One suspect that is often overlooked is a driver. A user contacted me recently about a series of crashes they were experiencing in CorelDRAW X6. It is not bug-free! But after a month and a half, I’m still waiting for my first crash. It just works for me. This user explained some details that led me to believe the culprit was a printer driver. Previously this user had been running an older version of CorelDRAW in a virtual machine on their 64-bit Windows. It was because their laser engraver only had a 32-bit driver. When they upgraded to CorelDRAW X6, they also installed a 64-bit driver for their laser engraver.

Anytime a number of objects was output to the 64-bit laser engraver driver, CorelDRAW would crash. Sure, it could be a problem with CorelDRAW. I asked the user to do a test and print the exact same thing to a desktop inkjet or laser printer. Both of the drivers are what is called Windows GDI drivers (non-PostScript). When the exact same data was output to the desktop printer, CorelDRAW didn’t crash. The only different between crashing and not crashing was printing to a different driver.
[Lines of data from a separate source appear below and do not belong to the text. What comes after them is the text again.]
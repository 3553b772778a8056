//! The socket seam between the connection state machine and real I/O

use termhub_types::{AuthorizationError, TermhubError, TransportError};

/// Identity of one physical socket
///
/// Every open gets a fresh id, so events from a socket that has since been
/// replaced can be told apart and dropped.
#[derive(Debug, Clone, Copy, PartialEq, Eq, Hash, PartialOrd, Ord)]
pub struct SocketId(pub u64);

impl std::fmt::Display for SocketId {
    fn fmt(&self, f: &mut std::fmt::Formatter<'_>) -> std::fmt::Result {
        write!(f, "#{}", self.0)
    }
}

/// Inbound payload, text frames and binary frames kept apart
#[derive(Debug, Clone, PartialEq, Eq)]
pub enum Incoming {
    Text(String),
    Binary(Vec<u8>),
}

impl Incoming {
    pub fn as_bytes(&self) -> &[u8] {
        match self {
            Incoming::Text(text) => text.as_bytes(),
            Incoming::Binary(bytes) => bytes,
        }
    }

    pub fn as_text(&self) -> Option<&str> {
        match self {
            Incoming::Text(text) => Some(text),
            Incoming::Binary(_) => None,
        }
    }
}

/// Why a socket failed
#[derive(Debug, Clone, PartialEq, Eq)]
pub enum SocketFailure {
    Transport(TransportError),
    Unauthorized(AuthorizationError),
}

impl From<SocketFailure> for TermhubError {
    fn from(failure: SocketFailure) -> Self {
        match failure {
            SocketFailure::Transport(e) => e.into(),
            SocketFailure::Unauthorized(e) => e.into(),
        }
    }
}

#[derive(Debug, Clone, PartialEq, Eq)]
pub enum SocketEvent {
    Opened,
    Message(Incoming),
    Closed { code: Option<u16>, reason: String },
    Error(SocketFailure),
}

impl SocketEvent {
    pub fn kind(&self) -> &'static str {
        match self {
            SocketEvent::Opened => "open",
            SocketEvent::Message(_) => "message",
            SocketEvent::Closed { .. } => "close",
            SocketEvent::Error(_) => "error",
        }
    }
}

/// An event tagged with the socket it came from
#[derive(Debug, Clone, PartialEq, Eq)]
pub struct TransportEvent {
    pub socket: SocketId,
    pub event: SocketEvent,
}

impl TransportEvent {
    pub fn new(socket: SocketId, event: SocketEvent) -> Self {
        Self { socket, event }
    }
}

/// Opens, writes and closes sockets on behalf of the connection manager
///
/// Implementations report progress asynchronously as [`TransportEvent`]s; an
/// `open` that fails is reported as an `Error` event, never as a return value.
/// A socket reports at most one terminal event (`Closed` or `Error`).
pub trait Transport: Send {
    fn open(&mut self, socket: SocketId, url: &str);
    fn send(&mut self, socket: SocketId, frame: &str) -> Result<(), TransportError>;
    fn close(&mut self, socket: SocketId);
}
While there is no way to know for certain, it seems as if the problem here is the driver for the laser engraver. Given that it was just available for 64-bit, I wouldn’t be at all surprised if it has a few glitches.

The important thing to understand is that crashes can be caused by a number of different things. There is no doubt at all that the software can be at fault. Yet oftentimes it is other things on your computer like faulty drivers that can be the true problem.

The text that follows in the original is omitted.